WORK TASK –
Output exactly the lines below, starting with the line that has "fn first_json_value(payload: &str)" and going on through the line that has "Gerando sua OS.", both included, and no other lines.

Stored data –
Content starts
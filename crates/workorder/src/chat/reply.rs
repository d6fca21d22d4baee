//! Inspection of model replies for the generation marker.

use std::sync::LazyLock;

use regex::Regex;
use serde_json::Value;

use crate::error::{Error, Result};
use crate::order::CollectedOrder;

/// Sentinel the model emits, followed by the collected JSON, once the user
/// confirms the summary.
pub const MARKER: &str = "[GERAR_PDF]";

/// A Markdown code fence wrapped around the payload, with optional language tag.
static CODE_FENCE: LazyLock<Regex> = LazyLock::new(|| {
    Regex::new(r"(?s)^```[A-Za-z0-9_-]*\s*(.*?)\s*```").expect("Invalid code fence pattern")
});

/// What the service should do with a model reply.
#[derive(Debug, Clone, PartialEq)]
pub enum Reply {
    /// Ordinary dialogue; forward the text to the user.
    Chat(String),
    /// The dialogue is over; render the collected order.
    Generate(CollectedOrder),
}

/// Classify a model reply.
///
/// Text without [`MARKER`] is returned unchanged as [`Reply::Chat`]. Otherwise
/// the first JSON value after the first marker is parsed into a
/// [`CollectedOrder`]; a surrounding code fence and any trailing prose are
/// ignored.
///
/// # Errors
///
/// Returns [`Error::MissingPayload`] when nothing follows the marker, and
/// [`Error::InvalidOrder`] when the payload is not a JSON object of the
/// expected shape.
pub fn inspect_reply(text: &str) -> Result<Reply> {
    let Some((_, after)) = text.split_once(MARKER) else {
        return Ok(Reply::Chat(text.to_string()));
    };

    let payload = strip_code_fence(after.trim());
    if payload.is_empty() {
        return Err(Error::MissingPayload);
    }

    let value = first_json_value(payload)?;
    if !value.is_object() {
        return Err(Error::invalid_order("payload is not a JSON object"));
    }

    let order: CollectedOrder =
        serde_json::from_value(value).map_err(|e| Error::invalid_order(e.to_string()))?;
    Ok(Reply::Generate(order))
}

fn strip_code_fence(payload: &str) -> &str {
    CODE_FENCE
        .captures(payload)
        .and_then(|caps| caps.get(1))
        .map_or(payload, |m| m.as_str().trim())
}

fn first_json_value(payload: &str) -> Result<Value> {
    let mut values = serde_json::Deserializer::from_str(payload).into_iter::<Value>();
    match values.next() {
        Some(Ok(value)) => Ok(value),
        Some(Err(e)) => Err(Error::invalid_order(e.to_string())),
        None => Err(Error::MissingPayload),
    }
}

#[cfg(test)]
mod tests {
    use super::*;

    const PAYLOAD: &str = r#"{
        "oficina": {"nome": "Auto Center Silva", "logo_data_base64": ""},
        "cliente": {"nome": "Maria"},
        "veiculo": {"placa": "ABC-1234"},
        "servicos": [{"descricao": "Pintura capô", "responsavel": "Leo", "valor": 500}],
        "observacoes": ""
    }"#;

    #[test]
    fn test_plain_reply_is_chat() {
        let reply = inspect_reply("Qual o nome do cliente? 📝").unwrap();
        assert_eq!(reply, Reply::Chat("Qual o nome do cliente? 📝".to_string()));
    }

    #[test]
    fn test_marker_reply_is_parsed() {
        let text = format!("{MARKER}\n{PAYLOAD}");
        let Reply::Generate(order) = inspect_reply(&text).unwrap() else {
            panic!("expected a generate reply");
        };
        assert_eq!(order.oficina.nome, "Auto Center Silva");
        assert_eq!(order.servicos.len(), 1);
    }

    #[test]
    fn test_text_before_marker_is_ignored() {
        let text = format!("Perfeito! Gerando sua OS. {MARKER} {PAYLOAD}");
        assert!(matches!(inspect_reply(&text).unwrap(), Reply::Generate(_)));
    }

    #[test]
    fn test_code_fence_is_stripped() {
        let text = format!("{MARKER}\n```json\n{PAYLOAD}\n```");
        assert!(matches!(inspect_reply(&text).unwrap(), Reply::Generate(_)));
    }

    #[test]
    fn test_trailing_prose_is_ignored() {
        let text = format!("{MARKER}{PAYLOAD}\nObrigado por usar o sistema!");
        assert!(matches!(inspect_reply(&text).unwrap(), Reply::Generate(_)));
    }

    #[test]
    fn test_payload_after_first_marker_wins() {
        let text = format!("{MARKER} {{\"observacoes\": \"primeiro\"}} {MARKER} {{\"observacoes\": \"segundo\"}}");
        let Reply::Generate(order) = inspect_reply(&text).unwrap() else {
            panic!("expected a generate reply");
        };
        assert_eq!(order.observacoes, "primeiro");
    }

    #[test]
    fn test_marker_without_payload() {
        let err = inspect_reply(MARKER).unwrap_err();
        assert!(matches!(err, Error::MissingPayload));

        let err = inspect_reply(&format!("{MARKER}   \n ")).unwrap_err();
        assert!(matches!(err, Error::MissingPayload));
    }

    #[test]
    fn test_malformed_payload() {
        let err = inspect_reply(&format!("{MARKER} {{\"oficina\": ")).unwrap_err();
        assert!(matches!(err, Error::InvalidOrder(_)));
    }

    #[test]
    fn test_non_object_payload() {
        let err = inspect_reply(&format!("{MARKER} [1, 2, 3]")).unwrap_err();
        assert!(err.to_string().contains("not a JSON object"));
    }
}
//! Work order data model.
//!
//! [`CollectedOrder`] is the JSON the model emits after the generation marker.
//! Every field is optional and loosely typed on input: missing keys and
//! `null` become empty, numbers given where text is expected are kept as
//! text, and service values may arrive as numbers or as currency strings.
//! [`WorkOrder`] adds the number and date stamped by the service.

use chrono::NaiveDateTime;
use serde::{Deserialize, Deserializer, Serialize};
use serde_json::Value;
use tracing::{info, warn};

/// Value the model writes into `logo_data_base64` once the user uploaded a logo.
pub const LOGO_PLACEHOLDER: &str = "[LOGO_PLACEHOLDER]";

/// Plate segment used in file names when no plate was collected.
const NO_PLATE: &str = "SEM_PLACA";

/// The repair shop issuing the order.
#[derive(Debug, Clone, Default, PartialEq, Eq, Serialize, Deserialize)]
#[serde(default)]
pub struct Workshop {
    /// Trading name.
    #[serde(deserialize_with = "text")]
    pub nome: String,
    /// Company registration number.
    #[serde(deserialize_with = "text")]
    pub cnpj: String,
    /// Street address.
    #[serde(deserialize_with = "text")]
    pub endereco: String,
    /// City and state line; the address is shown when empty.
    #[serde(deserialize_with = "text")]
    pub cidade_estado: String,
    /// Contact phone.
    #[serde(deserialize_with = "text")]
    pub telefone: String,
    /// A `data:image/...;base64,` URI, [`LOGO_PLACEHOLDER`], or empty.
    #[serde(deserialize_with = "text")]
    pub logo_data_base64: String,
}

/// The vehicle owner.
#[derive(Debug, Clone, Default, PartialEq, Eq, Serialize, Deserialize)]
#[serde(default)]
pub struct Customer {
    /// Full name.
    #[serde(deserialize_with = "text")]
    pub nome: String,
    /// Contact phone.
    #[serde(deserialize_with = "text")]
    pub telefone: String,
    /// CPF or CNPJ.
    #[serde(deserialize_with = "text")]
    pub documento: String,
    /// Street address.
    #[serde(deserialize_with = "text")]
    pub endereco: String,
}

/// The vehicle being serviced.
#[derive(Debug, Clone, Default, PartialEq, Eq, Serialize, Deserialize)]
#[serde(default)]
pub struct Vehicle {
    /// Make.
    #[serde(deserialize_with = "text")]
    pub marca: String,
    /// Model.
    #[serde(deserialize_with = "text")]
    pub modelo: String,
    /// Model year, kept as text.
    #[serde(deserialize_with = "text")]
    pub ano: String,
    /// License plate.
    #[serde(deserialize_with = "text")]
    pub placa: String,
}

/// One line of the service / parts table.
#[derive(Debug, Clone, Default, PartialEq, Serialize, Deserialize)]
#[serde(default)]
pub struct ServiceItem {
    /// Service performed or part sold.
    #[serde(deserialize_with = "text")]
    pub descricao: String,
    /// Who did the work.
    #[serde(deserialize_with = "text")]
    pub responsavel: String,
    /// Price in reais.
    #[serde(deserialize_with = "amount")]
    pub valor: f64,
}

/// Everything the dialogue collects.
#[derive(Debug, Clone, Default, PartialEq, Serialize, Deserialize)]
#[serde(default)]
pub struct CollectedOrder {
    /// Issuing workshop.
    #[serde(deserialize_with = "or_default")]
    pub oficina: Workshop,
    /// Customer.
    #[serde(deserialize_with = "or_default")]
    pub cliente: Customer,
    /// Vehicle.
    #[serde(deserialize_with = "or_default")]
    pub veiculo: Vehicle,
    /// Services and parts, in the order they were given.
    #[serde(deserialize_with = "or_default")]
    pub servicos: Vec<ServiceItem>,
    /// Free-form notes.
    #[serde(deserialize_with = "text")]
    pub observacoes: String,
}

impl CollectedOrder {
    /// Swap the logo placeholder for the data the browser uploaded.
    ///
    /// When the placeholder is present but nothing was uploaded, the logo is
    /// cleared instead. Any other logo value is left alone.
    pub fn resolve_logo(&mut self, uploaded: Option<&str>) {
        if self.oficina.logo_data_base64 != LOGO_PLACEHOLDER {
            return;
        }

        match uploaded.filter(|data| !data.is_empty()) {
            Some(data) => {
                info!("Replacing logo placeholder with uploaded image data");
                self.oficina.logo_data_base64 = data.to_string();
            }
            None => {
                warn!("Model returned the logo placeholder but no logo was uploaded");
                self.oficina.logo_data_base64.clear();
            }
        }
    }
}

/// A collected order stamped with its number and date.
#[derive(Debug, Clone, PartialEq, Serialize, Deserialize)]
pub struct WorkOrder {
    /// Short order number, `OS` + `yymmdd-HHMM`.
    pub numero_os: String,
    /// Issue date, `dd/mm/yyyy`.
    pub data_os: String,
    /// Issuing workshop.
    pub oficina: Workshop,
    /// Customer.
    pub cliente: Customer,
    /// Vehicle.
    pub veiculo: Vehicle,
    /// Services and parts.
    pub servicos: Vec<ServiceItem>,
    /// Free-form notes.
    pub observacoes: String,
}

impl WorkOrder {
    /// Stamp a collected order with a number and date derived from `at`.
    #[must_use]
    pub fn finalize(collected: CollectedOrder, at: NaiveDateTime) -> Self {
        Self {
            numero_os: at.format("OS%y%m%d-%H%M").to_string(),
            data_os: at.format("%d/%m/%Y").to_string(),
            oficina: collected.oficina,
            cliente: collected.cliente,
            veiculo: collected.veiculo,
            servicos: collected.servicos,
            observacoes: collected.observacoes,
        }
    }

    /// Sum of all service values.
    #[must_use]
    pub fn total(&self) -> f64 {
        self.servicos.iter().fold(0.0, |acc, s| acc + s.valor)
    }

    /// File name for the rendered document: `{numero_os}_{plate}_{short_id}.pdf`.
    #[must_use]
    pub fn file_name(&self, short_id: &str) -> String {
        format!("{}_{}_{}.pdf", self.numero_os, self.plate_segment(), short_id)
    }

    /// The plate restricted to ASCII alphanumerics, or [`NO_PLATE`].
    fn plate_segment(&self) -> String {
        let plate: String = self
            .veiculo
            .placa
            .chars()
            .filter(char::is_ascii_alphanumeric)
            .collect();

        if plate.is_empty() {
            NO_PLATE.to_string()
        } else {
            plate.to_ascii_uppercase()
        }
    }
}

/// Parse a currency amount the way people type it in Brazil.
///
/// Accepts `500`, `500.5`, `500,50`, `1.250,50` and an optional `R$` prefix.
/// Anything else, including US grouping like `1,250.50`, is 0.0.
#[must_use]
pub fn parse_amount(raw: &str) -> f64 {
    let cleaned: String = raw
        .trim()
        .trim_start_matches("R$")
        .chars()
        .filter(|c| !c.is_whitespace())
        .collect();

    let normalized = if let Some(comma) = cleaned.rfind(',') {
        if cleaned.rfind('.').is_some_and(|dot| dot > comma) {
            return 0.0;
        }
        cleaned.replace('.', "").replace(',', ".")
    } else {
        cleaned
    };

    normalized
        .parse::<f64>()
        .ok()
        .filter(|v| v.is_finite())
        .unwrap_or(0.0)
}

fn text<'de, D: Deserializer<'de>>(deserializer: D) -> Result<String, D::Error> {
    Ok(match Value::deserialize(deserializer)? {
        Value::String(s) => s,
        Value::Null => String::new(),
        Value::Number(n) => n.to_string(),
        Value::Bool(b) => b.to_string(),
        other => other.to_string(),
    })
}

fn amount<'de, D: Deserializer<'de>>(deserializer: D) -> Result<f64, D::Error> {
    Ok(match Value::deserialize(deserializer)? {
        Value::Number(n) => n.as_f64().unwrap_or(0.0),
        Value::String(s) => parse_amount(&s),
        _ => 0.0,
    })
}

fn or_default<'de, D, T>(deserializer: D) -> Result<T, D::Error>
where
    D: Deserializer<'de>,
    T: Deserialize<'de> + Default,
{
    Ok(Option::<T>::deserialize(deserializer)?.unwrap_or_default())
}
Content ends
TASK RESULT –
fn first_json_value(payload: &str) -> Result<Value> {
    let mut values = serde_json::Deserializer::from_str(payload).into_iter::<Value>();
    match values.next() {
        Some(Ok(value)) => Ok(value),
        Some(Err(e)) => Err(Error::invalid_order(e.to_string())),
        None => Err(Error::MissingPayload),
    }
}

#[cfg(test)]
mod tests {
    use super::*;

    const PAYLOAD: &str = r#"{
        "oficina": {"nome": "Auto Center Silva", "logo_data_base64": ""},
        "cliente": {"nome": "Maria"},
        "veiculo": {"placa": "ABC-1234"},
        "servicos": [{"descricao": "Pintura capô", "responsavel": "Leo", "valor": 500}],
        "observacoes": ""
    }"#;

    #[test]
    fn test_plain_reply_is_chat() {
        let reply = inspect_reply("Qual o nome do cliente? 📝").unwrap();
        assert_eq!(reply, Reply::Chat("Qual o nome do cliente? 📝".to_string()));
    }

    #[test]
    fn test_marker_reply_is_parsed() {
        let text = format!("{MARKER}\n{PAYLOAD}");
        let Reply::Generate(order) = inspect_reply(&text).unwrap() else {
            panic!("expected a generate reply");
        };
        assert_eq!(order.oficina.nome, "Auto Center Silva");
        assert_eq!(order.servicos.len(), 1);
    }

    #[test]
    fn test_text_before_marker_is_ignored() {
        let text = format!("Perfeito! Gerando sua OS. {MARKER} {PAYLOAD}");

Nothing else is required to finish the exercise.